Task brief -
Extract all lines from the data beneath that include the word "between".

*** Given data Section Begins ***

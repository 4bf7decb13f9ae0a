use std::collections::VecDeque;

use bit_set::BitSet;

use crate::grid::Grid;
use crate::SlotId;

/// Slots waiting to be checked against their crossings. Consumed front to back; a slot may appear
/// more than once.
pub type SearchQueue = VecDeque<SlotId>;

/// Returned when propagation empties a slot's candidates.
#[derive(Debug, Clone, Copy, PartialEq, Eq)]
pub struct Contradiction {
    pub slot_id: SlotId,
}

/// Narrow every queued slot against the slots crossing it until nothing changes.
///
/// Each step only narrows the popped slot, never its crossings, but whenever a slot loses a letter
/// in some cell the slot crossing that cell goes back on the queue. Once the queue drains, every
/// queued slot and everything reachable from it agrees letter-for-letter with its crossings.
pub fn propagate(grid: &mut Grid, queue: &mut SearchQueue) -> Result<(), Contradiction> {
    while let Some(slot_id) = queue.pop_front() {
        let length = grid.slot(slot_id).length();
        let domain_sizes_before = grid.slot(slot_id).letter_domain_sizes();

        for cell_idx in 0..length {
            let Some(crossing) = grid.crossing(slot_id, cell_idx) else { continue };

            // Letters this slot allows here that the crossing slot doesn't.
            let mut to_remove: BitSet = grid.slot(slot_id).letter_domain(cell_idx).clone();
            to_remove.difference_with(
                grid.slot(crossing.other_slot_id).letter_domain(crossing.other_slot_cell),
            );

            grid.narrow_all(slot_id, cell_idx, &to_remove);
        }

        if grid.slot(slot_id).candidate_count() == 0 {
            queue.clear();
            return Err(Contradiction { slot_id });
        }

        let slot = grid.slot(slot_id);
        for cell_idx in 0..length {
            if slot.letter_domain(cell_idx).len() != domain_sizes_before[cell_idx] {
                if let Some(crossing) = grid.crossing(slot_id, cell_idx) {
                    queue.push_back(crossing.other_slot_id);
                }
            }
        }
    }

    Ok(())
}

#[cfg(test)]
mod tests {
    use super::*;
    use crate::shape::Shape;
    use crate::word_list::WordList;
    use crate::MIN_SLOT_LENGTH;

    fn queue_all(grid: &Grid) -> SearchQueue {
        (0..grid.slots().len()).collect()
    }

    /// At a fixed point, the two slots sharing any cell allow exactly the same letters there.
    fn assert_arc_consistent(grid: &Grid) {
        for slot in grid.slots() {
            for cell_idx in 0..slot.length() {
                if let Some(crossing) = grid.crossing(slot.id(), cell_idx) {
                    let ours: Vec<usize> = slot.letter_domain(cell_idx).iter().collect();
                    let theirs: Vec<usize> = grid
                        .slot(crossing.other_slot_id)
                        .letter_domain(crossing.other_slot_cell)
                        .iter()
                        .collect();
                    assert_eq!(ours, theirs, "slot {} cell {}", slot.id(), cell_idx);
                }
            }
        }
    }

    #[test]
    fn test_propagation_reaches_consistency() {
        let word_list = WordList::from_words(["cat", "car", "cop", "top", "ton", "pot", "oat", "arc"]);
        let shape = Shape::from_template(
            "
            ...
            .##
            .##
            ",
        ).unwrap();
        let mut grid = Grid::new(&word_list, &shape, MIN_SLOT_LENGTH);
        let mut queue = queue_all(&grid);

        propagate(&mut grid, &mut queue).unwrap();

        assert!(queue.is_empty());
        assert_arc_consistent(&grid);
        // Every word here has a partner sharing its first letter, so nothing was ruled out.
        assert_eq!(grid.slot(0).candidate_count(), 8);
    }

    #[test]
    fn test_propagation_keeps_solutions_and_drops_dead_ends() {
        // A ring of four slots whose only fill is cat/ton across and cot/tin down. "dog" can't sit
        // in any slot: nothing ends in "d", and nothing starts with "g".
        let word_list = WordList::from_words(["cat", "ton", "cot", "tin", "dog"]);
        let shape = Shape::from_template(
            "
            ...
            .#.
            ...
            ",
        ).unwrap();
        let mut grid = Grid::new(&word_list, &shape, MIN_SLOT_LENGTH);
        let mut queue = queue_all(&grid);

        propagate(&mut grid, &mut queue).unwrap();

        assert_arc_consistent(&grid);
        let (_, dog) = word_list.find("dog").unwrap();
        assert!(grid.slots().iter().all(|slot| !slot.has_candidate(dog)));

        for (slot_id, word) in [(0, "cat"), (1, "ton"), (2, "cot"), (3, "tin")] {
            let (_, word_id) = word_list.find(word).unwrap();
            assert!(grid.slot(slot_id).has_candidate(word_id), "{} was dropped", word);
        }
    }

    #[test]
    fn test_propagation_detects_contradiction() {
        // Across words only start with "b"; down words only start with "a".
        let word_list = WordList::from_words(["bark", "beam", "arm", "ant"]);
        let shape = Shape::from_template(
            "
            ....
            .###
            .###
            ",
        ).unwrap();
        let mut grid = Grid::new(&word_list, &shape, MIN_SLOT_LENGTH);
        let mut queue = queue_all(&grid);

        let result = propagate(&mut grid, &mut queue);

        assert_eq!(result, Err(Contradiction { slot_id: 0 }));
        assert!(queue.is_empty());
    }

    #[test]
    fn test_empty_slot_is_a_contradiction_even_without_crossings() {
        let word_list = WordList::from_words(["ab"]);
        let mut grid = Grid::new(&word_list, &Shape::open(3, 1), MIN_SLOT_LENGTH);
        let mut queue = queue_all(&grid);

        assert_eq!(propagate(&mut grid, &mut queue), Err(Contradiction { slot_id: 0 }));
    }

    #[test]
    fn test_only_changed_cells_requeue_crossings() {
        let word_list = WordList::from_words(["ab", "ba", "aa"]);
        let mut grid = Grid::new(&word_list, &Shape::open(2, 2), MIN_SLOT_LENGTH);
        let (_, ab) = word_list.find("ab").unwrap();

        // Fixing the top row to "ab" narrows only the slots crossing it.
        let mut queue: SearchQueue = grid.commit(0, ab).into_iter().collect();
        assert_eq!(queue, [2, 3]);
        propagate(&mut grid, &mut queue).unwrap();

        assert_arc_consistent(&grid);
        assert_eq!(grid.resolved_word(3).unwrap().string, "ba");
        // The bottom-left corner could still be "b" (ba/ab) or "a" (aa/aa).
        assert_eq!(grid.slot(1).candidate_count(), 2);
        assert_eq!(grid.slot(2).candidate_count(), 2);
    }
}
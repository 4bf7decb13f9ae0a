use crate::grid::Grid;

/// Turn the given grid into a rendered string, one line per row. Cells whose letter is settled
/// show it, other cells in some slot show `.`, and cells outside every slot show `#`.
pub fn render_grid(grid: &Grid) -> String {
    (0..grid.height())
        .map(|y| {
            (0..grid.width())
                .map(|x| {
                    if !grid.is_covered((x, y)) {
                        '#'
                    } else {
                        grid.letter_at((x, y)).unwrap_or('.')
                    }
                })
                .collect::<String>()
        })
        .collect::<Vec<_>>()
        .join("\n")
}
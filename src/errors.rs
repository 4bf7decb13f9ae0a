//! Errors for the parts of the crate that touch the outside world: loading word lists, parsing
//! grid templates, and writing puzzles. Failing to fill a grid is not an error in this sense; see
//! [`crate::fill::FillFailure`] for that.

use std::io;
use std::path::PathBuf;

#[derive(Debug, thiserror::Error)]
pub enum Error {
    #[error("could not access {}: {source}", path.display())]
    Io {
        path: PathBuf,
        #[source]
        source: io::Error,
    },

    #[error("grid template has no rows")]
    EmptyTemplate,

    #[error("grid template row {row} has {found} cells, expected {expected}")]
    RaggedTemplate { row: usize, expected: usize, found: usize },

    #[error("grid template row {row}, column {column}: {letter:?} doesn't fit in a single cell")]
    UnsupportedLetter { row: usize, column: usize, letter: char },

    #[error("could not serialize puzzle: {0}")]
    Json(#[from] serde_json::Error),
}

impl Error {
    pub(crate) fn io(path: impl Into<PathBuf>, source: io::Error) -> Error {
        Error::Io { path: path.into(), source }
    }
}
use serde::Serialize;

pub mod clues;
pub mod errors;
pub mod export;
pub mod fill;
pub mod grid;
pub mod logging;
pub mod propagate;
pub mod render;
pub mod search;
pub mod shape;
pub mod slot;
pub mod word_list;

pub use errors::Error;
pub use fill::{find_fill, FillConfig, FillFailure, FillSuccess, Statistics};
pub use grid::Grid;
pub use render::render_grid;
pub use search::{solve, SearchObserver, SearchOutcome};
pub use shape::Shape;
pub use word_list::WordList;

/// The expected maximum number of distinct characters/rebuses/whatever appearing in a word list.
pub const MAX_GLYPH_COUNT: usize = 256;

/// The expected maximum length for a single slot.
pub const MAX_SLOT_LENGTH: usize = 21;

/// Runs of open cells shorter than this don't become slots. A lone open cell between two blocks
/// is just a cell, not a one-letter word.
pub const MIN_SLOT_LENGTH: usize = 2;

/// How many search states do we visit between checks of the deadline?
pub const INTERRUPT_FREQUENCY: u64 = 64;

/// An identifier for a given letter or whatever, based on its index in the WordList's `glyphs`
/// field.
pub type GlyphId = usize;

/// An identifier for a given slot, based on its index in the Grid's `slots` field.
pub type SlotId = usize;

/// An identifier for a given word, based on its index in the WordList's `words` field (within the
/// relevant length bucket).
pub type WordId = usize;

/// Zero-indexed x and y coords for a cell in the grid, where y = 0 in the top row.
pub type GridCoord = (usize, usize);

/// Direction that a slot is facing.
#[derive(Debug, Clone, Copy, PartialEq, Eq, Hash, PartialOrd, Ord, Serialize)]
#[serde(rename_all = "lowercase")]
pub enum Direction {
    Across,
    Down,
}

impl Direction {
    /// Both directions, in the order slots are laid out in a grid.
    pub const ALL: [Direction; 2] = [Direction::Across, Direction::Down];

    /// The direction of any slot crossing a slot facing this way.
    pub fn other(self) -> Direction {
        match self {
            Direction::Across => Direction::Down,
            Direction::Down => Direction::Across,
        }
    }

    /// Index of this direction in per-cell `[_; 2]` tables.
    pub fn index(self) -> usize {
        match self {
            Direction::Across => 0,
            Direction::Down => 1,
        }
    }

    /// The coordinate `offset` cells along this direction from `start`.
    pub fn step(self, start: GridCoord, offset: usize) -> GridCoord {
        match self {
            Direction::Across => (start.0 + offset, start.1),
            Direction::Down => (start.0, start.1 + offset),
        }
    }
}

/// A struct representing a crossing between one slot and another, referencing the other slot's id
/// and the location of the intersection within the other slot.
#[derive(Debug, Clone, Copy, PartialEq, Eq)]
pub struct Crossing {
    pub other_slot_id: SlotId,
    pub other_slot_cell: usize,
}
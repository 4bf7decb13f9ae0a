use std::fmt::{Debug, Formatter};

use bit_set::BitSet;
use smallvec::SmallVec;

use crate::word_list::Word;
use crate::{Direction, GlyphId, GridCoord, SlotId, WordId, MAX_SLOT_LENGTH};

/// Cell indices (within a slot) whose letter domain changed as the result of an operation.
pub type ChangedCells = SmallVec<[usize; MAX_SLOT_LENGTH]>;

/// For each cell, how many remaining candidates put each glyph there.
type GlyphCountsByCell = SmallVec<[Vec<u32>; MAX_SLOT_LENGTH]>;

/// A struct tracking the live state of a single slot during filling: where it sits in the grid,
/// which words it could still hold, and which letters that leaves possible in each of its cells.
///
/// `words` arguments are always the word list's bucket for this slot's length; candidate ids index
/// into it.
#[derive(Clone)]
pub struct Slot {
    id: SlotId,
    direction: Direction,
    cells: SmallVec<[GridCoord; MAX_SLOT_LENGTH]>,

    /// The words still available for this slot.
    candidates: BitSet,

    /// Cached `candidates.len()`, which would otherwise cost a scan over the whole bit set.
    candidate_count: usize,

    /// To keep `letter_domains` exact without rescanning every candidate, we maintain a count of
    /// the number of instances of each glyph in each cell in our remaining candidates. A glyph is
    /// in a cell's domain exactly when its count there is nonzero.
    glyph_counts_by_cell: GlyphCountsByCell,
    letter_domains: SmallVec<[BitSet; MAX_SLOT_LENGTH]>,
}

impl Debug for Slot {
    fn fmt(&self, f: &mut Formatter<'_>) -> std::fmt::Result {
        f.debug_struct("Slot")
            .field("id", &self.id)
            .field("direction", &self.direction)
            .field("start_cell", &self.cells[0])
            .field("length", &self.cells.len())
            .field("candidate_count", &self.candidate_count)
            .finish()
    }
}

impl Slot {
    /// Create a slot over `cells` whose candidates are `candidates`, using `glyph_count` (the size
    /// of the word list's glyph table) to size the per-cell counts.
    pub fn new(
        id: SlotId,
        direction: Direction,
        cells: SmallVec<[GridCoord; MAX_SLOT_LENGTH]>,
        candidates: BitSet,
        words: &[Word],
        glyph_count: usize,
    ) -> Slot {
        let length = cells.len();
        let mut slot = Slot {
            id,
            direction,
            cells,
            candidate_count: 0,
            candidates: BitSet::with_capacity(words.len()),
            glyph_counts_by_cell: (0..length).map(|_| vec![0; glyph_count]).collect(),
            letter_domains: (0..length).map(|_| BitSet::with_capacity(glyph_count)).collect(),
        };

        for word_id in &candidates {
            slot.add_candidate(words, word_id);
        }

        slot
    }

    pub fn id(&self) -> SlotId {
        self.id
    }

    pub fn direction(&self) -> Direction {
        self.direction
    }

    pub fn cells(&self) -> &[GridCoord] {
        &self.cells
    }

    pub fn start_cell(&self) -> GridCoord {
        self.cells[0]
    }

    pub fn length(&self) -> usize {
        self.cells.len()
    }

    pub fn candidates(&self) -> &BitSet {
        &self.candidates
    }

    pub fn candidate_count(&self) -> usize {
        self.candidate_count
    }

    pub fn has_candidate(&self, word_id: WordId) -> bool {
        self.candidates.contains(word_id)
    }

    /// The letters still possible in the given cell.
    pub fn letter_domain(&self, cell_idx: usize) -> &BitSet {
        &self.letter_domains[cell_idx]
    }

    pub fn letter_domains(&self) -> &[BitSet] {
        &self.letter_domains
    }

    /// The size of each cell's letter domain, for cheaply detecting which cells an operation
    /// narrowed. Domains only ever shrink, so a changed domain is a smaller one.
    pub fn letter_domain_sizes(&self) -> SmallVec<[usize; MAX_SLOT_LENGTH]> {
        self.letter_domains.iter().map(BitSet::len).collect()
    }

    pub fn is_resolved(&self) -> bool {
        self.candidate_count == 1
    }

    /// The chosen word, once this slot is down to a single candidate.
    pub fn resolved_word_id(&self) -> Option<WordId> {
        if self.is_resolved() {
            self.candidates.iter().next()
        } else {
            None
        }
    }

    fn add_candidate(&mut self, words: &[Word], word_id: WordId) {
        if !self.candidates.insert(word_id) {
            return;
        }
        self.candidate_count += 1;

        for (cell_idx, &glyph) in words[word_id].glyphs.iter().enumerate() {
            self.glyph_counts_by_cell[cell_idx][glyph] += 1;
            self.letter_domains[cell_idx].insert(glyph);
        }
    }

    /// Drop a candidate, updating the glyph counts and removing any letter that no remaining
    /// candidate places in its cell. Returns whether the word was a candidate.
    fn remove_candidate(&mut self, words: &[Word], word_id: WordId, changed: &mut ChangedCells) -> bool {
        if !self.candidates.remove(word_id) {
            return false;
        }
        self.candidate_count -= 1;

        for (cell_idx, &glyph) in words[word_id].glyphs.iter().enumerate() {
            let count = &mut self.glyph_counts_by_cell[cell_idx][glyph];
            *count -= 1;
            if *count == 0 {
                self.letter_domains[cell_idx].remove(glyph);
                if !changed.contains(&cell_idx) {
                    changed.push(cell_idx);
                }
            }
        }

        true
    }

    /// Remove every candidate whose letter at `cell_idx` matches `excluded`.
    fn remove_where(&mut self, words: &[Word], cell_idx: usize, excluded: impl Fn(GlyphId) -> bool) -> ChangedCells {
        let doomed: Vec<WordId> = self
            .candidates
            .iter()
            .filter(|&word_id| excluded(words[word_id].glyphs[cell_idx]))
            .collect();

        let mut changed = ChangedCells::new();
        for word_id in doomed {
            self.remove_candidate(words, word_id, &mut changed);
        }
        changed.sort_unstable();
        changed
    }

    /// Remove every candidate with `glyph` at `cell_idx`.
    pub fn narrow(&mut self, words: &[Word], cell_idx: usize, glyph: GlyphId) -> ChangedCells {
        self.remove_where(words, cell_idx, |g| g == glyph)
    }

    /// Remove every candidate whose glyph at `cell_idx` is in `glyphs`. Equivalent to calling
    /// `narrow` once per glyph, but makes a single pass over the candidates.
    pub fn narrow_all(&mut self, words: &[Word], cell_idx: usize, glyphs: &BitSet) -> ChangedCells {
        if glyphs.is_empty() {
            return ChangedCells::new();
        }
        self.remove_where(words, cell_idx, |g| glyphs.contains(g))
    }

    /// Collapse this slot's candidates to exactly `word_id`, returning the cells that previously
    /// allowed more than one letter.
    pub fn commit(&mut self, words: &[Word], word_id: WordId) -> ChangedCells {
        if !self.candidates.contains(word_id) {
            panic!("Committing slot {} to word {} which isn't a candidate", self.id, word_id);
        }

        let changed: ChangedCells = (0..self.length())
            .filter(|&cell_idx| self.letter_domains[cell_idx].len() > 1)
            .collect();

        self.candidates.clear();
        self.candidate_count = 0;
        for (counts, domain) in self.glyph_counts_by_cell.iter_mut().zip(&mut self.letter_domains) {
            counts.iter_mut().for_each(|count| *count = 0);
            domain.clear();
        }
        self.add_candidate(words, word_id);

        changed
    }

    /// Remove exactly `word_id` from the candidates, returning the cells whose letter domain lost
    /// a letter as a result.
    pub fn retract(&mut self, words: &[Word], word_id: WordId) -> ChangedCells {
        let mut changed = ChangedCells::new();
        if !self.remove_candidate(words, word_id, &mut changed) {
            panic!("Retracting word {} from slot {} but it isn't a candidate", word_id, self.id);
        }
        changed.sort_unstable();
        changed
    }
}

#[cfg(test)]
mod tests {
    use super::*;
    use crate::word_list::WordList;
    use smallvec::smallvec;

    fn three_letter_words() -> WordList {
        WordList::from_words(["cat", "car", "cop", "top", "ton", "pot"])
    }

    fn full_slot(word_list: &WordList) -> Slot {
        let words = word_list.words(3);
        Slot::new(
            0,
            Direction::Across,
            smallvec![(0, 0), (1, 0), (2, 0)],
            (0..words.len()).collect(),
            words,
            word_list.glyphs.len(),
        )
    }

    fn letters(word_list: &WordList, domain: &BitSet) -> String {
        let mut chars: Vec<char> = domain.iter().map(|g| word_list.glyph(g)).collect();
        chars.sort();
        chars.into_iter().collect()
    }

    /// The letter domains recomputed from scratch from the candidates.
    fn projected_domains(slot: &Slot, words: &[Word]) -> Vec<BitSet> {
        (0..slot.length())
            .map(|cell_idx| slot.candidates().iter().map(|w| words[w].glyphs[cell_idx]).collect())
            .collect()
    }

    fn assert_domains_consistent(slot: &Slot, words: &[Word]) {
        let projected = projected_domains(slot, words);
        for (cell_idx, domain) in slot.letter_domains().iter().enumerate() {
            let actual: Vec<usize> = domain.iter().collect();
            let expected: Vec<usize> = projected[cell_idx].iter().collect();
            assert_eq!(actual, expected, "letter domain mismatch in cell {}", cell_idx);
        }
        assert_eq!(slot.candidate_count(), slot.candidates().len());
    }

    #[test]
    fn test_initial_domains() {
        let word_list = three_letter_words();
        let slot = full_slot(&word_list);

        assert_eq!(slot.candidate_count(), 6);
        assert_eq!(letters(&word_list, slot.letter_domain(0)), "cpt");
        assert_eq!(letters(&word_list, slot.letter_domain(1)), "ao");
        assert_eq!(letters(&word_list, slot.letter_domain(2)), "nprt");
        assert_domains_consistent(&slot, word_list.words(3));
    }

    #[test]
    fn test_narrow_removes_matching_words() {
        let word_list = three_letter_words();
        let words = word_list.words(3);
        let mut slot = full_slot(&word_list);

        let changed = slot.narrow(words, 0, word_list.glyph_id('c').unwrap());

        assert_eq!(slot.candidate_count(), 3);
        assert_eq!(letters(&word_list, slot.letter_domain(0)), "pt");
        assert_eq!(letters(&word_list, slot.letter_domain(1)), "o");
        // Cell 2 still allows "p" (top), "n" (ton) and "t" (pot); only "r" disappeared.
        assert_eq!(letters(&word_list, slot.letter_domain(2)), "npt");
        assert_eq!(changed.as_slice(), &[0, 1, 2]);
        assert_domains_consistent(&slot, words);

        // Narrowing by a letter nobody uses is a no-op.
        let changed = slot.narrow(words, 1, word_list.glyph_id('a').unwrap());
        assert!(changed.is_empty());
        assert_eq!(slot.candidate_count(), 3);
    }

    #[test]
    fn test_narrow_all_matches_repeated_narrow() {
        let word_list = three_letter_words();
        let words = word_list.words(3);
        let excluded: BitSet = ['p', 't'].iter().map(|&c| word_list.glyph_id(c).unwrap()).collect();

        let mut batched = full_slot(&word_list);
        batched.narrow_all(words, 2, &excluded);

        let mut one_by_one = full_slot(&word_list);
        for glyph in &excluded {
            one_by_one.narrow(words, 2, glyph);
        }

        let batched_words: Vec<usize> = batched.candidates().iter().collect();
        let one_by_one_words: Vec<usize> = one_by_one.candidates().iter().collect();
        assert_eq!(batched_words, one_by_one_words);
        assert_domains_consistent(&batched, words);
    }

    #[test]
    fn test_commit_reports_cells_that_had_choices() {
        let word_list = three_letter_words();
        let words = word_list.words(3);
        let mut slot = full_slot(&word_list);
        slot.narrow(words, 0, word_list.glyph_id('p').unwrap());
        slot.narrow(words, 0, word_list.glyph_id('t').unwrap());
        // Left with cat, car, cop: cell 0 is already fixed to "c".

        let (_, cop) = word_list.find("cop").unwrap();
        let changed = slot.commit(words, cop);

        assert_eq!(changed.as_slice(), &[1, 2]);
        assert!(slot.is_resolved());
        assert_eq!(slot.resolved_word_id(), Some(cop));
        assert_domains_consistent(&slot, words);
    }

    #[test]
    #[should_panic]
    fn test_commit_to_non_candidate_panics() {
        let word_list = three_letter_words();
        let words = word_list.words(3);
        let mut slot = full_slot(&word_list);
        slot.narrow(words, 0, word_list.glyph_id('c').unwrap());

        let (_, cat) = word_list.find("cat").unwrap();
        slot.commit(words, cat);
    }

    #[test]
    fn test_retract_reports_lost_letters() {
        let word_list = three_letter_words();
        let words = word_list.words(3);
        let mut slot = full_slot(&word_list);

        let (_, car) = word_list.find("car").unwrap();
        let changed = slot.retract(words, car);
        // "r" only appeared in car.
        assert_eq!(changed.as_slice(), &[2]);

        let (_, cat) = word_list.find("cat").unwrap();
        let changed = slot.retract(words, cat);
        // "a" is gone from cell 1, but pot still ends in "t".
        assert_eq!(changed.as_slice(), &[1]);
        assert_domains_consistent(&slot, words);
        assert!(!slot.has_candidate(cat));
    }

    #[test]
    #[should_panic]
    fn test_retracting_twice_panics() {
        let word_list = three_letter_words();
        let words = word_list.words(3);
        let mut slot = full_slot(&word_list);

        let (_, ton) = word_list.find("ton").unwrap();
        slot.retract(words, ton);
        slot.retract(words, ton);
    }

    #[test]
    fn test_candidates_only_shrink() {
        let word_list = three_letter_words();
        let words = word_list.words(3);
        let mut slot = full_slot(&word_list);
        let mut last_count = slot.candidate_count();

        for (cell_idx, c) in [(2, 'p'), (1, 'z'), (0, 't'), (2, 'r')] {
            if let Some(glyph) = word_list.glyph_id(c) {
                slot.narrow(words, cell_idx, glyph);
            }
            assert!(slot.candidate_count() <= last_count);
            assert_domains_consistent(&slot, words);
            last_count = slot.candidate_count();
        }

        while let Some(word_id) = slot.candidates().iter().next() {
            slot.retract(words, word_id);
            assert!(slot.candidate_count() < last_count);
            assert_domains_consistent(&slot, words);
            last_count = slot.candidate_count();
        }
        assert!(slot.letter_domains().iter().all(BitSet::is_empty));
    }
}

*** Given data Section Ends ***

Result -
/// Runs of open cells shorter than this don't become slots. A lone open cell between two blocks
/// How many search states do we visit between checks of the deadline?
/// A struct representing a crossing between one slot and another, referencing the other slot's id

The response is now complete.